Fluid Thinking

Fluid Thinking is a shared blog that will discuss aspects of thermo-fluid simulation at the system level, with a specific focus on the application of Flowmaster in the aerospace, automotive, defense, energy, and plant & process industries. Ultimately the purpose is to share ideas, pose questions, provide insight, and facilitate discussions that lead to a greater understanding of the 1D computational fluid dynamics arena for all.

10 October, 2014

Hi I’m Chris and I’m a Fluid Systems Engineer.  I didn’t plan on becoming one on graduating from University and didn’t really know what one did but bluffed my way through an interview and got offered a job working for Flowmaster as a support engineer.  It can be difficult to explain to friends, family and customers exactly what I do and where a tool such as Flowmaster is used beyond ‘Virtual Plumbing’.  I thought my first post on the Fluid Thinking Blog might be a place to start.

When people hear the phrase CFD they immediate think of 3D CFD tools such as FloTherm and FloEFD that are used to model problems in a three dimensional space, this can be either external flow (over and around the object being modelled) or internal flow (confined within the model).  A 1D system tool such as Flowmaster is different, to build a model the user builds a system from a selection of components each modelling the internal flow within a component.  The components are connected together to form a network and the network is then run through a series of scenarios and the results analysed.  The systems modelled are more often than not those you don’t see or think about but don’t want to fail such as the fuel system on an aircraft, the lubrication system in the engine of your car or the cooling system of a power station.  It’s the unglamorous downstairs to 3D CFDs glamorous manor house, alot of work happens but it’s largely unseen.

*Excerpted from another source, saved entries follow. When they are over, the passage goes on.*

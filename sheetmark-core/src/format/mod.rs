//! Display formatting for model-output columns.
//!
//! Literal escapes are the two-character sequences backslash-`n` and
//! backslash-`t`; text that already carries real newlines is left alone.

pub mod answer;

use std::borrow::Cow;

use crate::model::CellValue;

pub use answer::{find_marker, split_answers, Answers, Marker, MarkerMatch};

const TEXT_PREFIX: &str = "{text:";
const ARTIFACT_CHARS: [char; 4] = ['"', '\'', '{', '}'];

/// Format a cell for rich-text display. Non-text cells are returned unchanged.
pub fn format_cell(value: &CellValue) -> CellValue {
    match value {
        CellValue::Text(text) => CellValue::Text(format_text(text)),
        other => other.clone(),
    }
}

/// Format model output: unescape, strip wrapper artifacts, split out
/// labelled answers, or fall back to converting `#` headings to bold.
pub fn format_text(text: &str) -> String {
    let text = unescape(text);
    let text = strip_artifacts(&text);
    let text = answer::insert_line_breaks(&text);

    match split_answers(&text) {
        Some(answers) => answers.render(),
        None => convert_headings(&text),
    }
}

/// Replace literal `\n` with a newline and literal `\t` with two spaces
pub fn unescape(text: &str) -> Cow<'_, str> {
    if !text.contains('\\') {
        return Cow::Borrowed(text);
    }
    Cow::Owned(text.replace("\\n", "\n").replace("\\t", "  "))
}

/// Drop a leading `{text:` wrapper and quote/brace debris around it, or a
/// single matched pair of quotes or braces around the whole text
pub fn strip_artifacts(text: &str) -> Cow<'_, str> {
    let trimmed = text.trim();
    if let Some(body) = strip_prefix_ignore_ascii_case(trimmed, TEXT_PREFIX) {
        return Cow::Owned(
            body.trim_matches(|c: char| ARTIFACT_CHARS.contains(&c) || c.is_whitespace())
                .to_string(),
        );
    }

    match unwrap_pair(trimmed) {
        Some(inner) => Cow::Owned(inner.trim().to_string()),
        None => Cow::Borrowed(text),
    }
}

/// Inner text when `text` opens and closes with a matching pair
fn unwrap_pair(text: &str) -> Option<&str> {
    let close = match text.chars().next()? {
        '"' => '"',
        '\'' => '\'',
        '{' => '}',
        _ => return None,
    };
    let inner = text.get(1..)?.strip_suffix(close)?;
    Some(inner)
}

fn strip_prefix_ignore_ascii_case<'a>(text: &'a str, prefix: &str) -> Option<&'a str> {
    let head = text.as_bytes().get(..prefix.len())?;
    if head.eq_ignore_ascii_case(prefix.as_bytes()) {
        text.get(prefix.len()..)
    } else {
        None
    }
}

/// Turn `#`, `##` and `###` line prefixes into bold text
pub fn convert_headings(text: &str) -> String {
    text.split('\n')
        .map(convert_heading_line)
        .collect::<Vec<_>>()
        .join("\n")
}

fn convert_heading_line(line: &str) -> Cow<'_, str> {
    let rest = line
        .strip_prefix("###")
        .or_else(|| line.strip_prefix("##"))
        .or_else(|| line.strip_prefix('#'));

    match rest.map(str::trim) {
        Some("") => Cow::Borrowed(""),
        Some(title) => Cow::Owned(format!("**{}**", title)),
        None => Cow::Borrowed(line),
    }
}

#[cfg(test)]
mod tests {
    use super::*;
    use proptest::prelude::*;

    #[test]
    fn test_heading_scenario() {
        assert_eq!(format_text("###Header\ntext"), "**Header**\ntext");
    }

    #[test]
    fn test_heading_levels() {
        assert_eq!(
            convert_headings("# One\n## Two\n### Three\n#### Four\nplain"),
            "**One**\n**Two**\n**Three**\n**# Four**\nplain"
        );
        assert_eq!(convert_headings("#"), "");
    }

    #[test]
    fn test_literal_escapes() {
        assert_eq!(format_text(r"line one\nline two\tend"), "line one\nline two  end");
        // Real newlines need no transformation
        assert_eq!(format_text("a\nb"), "a\nb");
    }

    #[test]
    fn test_strip_wrapper() {
        assert_eq!(format_text(r#"{TEXT: "hello world"}"#), "hello world");
        assert_eq!(format_text("\"quoted\""), "quoted");
        assert_eq!(format_text("  keep leading space"), "  keep leading space");
    }

    #[test]
    fn test_inner_quotes_are_content() {
        assert_eq!(format_text(r#"He said "hi""#), r#"He said "hi""#);
        assert_eq!(format_text(r#""open only"#), r#""open only"#);
        assert_eq!(format_text("'single'"), "single");
        assert_eq!(format_text("{braced}"), "braced");
    }

    #[test]
    fn test_private_public_extraction() {
        let raw = r#"{text: "private_answer: 内部依据\n原始条款编号: [4.2] public_answer：对外回复"}"#;
        assert_eq!(
            format_text(raw),
            "**private_answer:** 内部依据\n原始条款编号: [4.2]\n**public_answer:** 对外回复"
        );
    }

    #[test]
    fn test_public_only_falls_back_to_headings() {
        assert_eq!(
            format_text("# Title public_answer: ok"),
            "**Title**\npublic_answer: ok"
        );
    }

    #[test]
    fn test_non_text_cells_unchanged() {
        for value in [
            CellValue::Empty,
            CellValue::Int(3),
            CellValue::Float(1.5),
            CellValue::Bool(true),
        ] {
            assert_eq!(format_cell(&value), value);
        }
        assert_eq!(format_cell(&CellValue::from("##x")), CellValue::from("**x**"));
    }

    fn plain_line() -> impl Strategy<Value = String> {
        "[a-zA-Z0-9 ,.]{0,24}"
    }

    proptest! {
        #[test]
        fn prop_non_text_cells_unchanged(i in any::<i64>(), f in any::<f64>(), b in any::<bool>()) {
            prop_assert_eq!(format_cell(&CellValue::Int(i)), CellValue::Int(i));
            prop_assert_eq!(format_cell(&CellValue::Bool(b)), CellValue::Bool(b));
            let formatted = format_cell(&CellValue::Float(f));
            match formatted {
                CellValue::Float(g) => prop_assert!(g.to_bits() == f.to_bits()),
                other => prop_assert!(false, "unexpected {:?}", other),
            }
        }

        #[test]
        fn prop_plain_lines_unchanged(lines in proptest::collection::vec(plain_line(), 1..8)) {
            let text = lines.join("\n");
            prop_assert_eq!(convert_headings(&text), text.clone());
            prop_assert_eq!(format_text(&text), text);
        }

        #[test]
        fn prop_headings_bolded(level in 1usize..=3, title in "[a-zA-Z0-9]{1,16}", tail in plain_line()) {
            let text = format!("{}{}\n{}", "#".repeat(level), title, tail);
            prop_assert_eq!(format_text(&text), format!("**{}**\n{}", title, tail));
        }
    }
}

When someone passes me a picture or diagram and asks ‘How can you model that in Flowmaster?’ the first question I’ll ask is what do you want to use the model for?  Is it for an initial sizing study to specify a pump or heat exchanger, is it looking at how a model reacts with time to external event or what happens if we run the system with a different fluid?  Once I know this I’ll start mentally breaking it down into smaller sections, pipes and valves can be pulled from a catalogue directly but some things may need to be built from a combination of components.  The example below shows how the muffler (silencer) in the exhaust of a car modelling the expansions, baffle plates and contractions into the chambers within it.


This breaking things down into elements from lumping everything into a single loss to breaking it down into smaller elements as was done in this example where more detail is required, this often happens as the project progresses.  An example here would be modelling an aircraft fuel system where you start with a single tank to represent a wing tank in an initial model then breaking it down into individual tanks to represent cells within the wing and looking at the flow between them through a flight cycle. Talking to colleagues who’ve moved from 3D CFD to system simulation this breaking it down into components is stage that takes longest to get a grasp of.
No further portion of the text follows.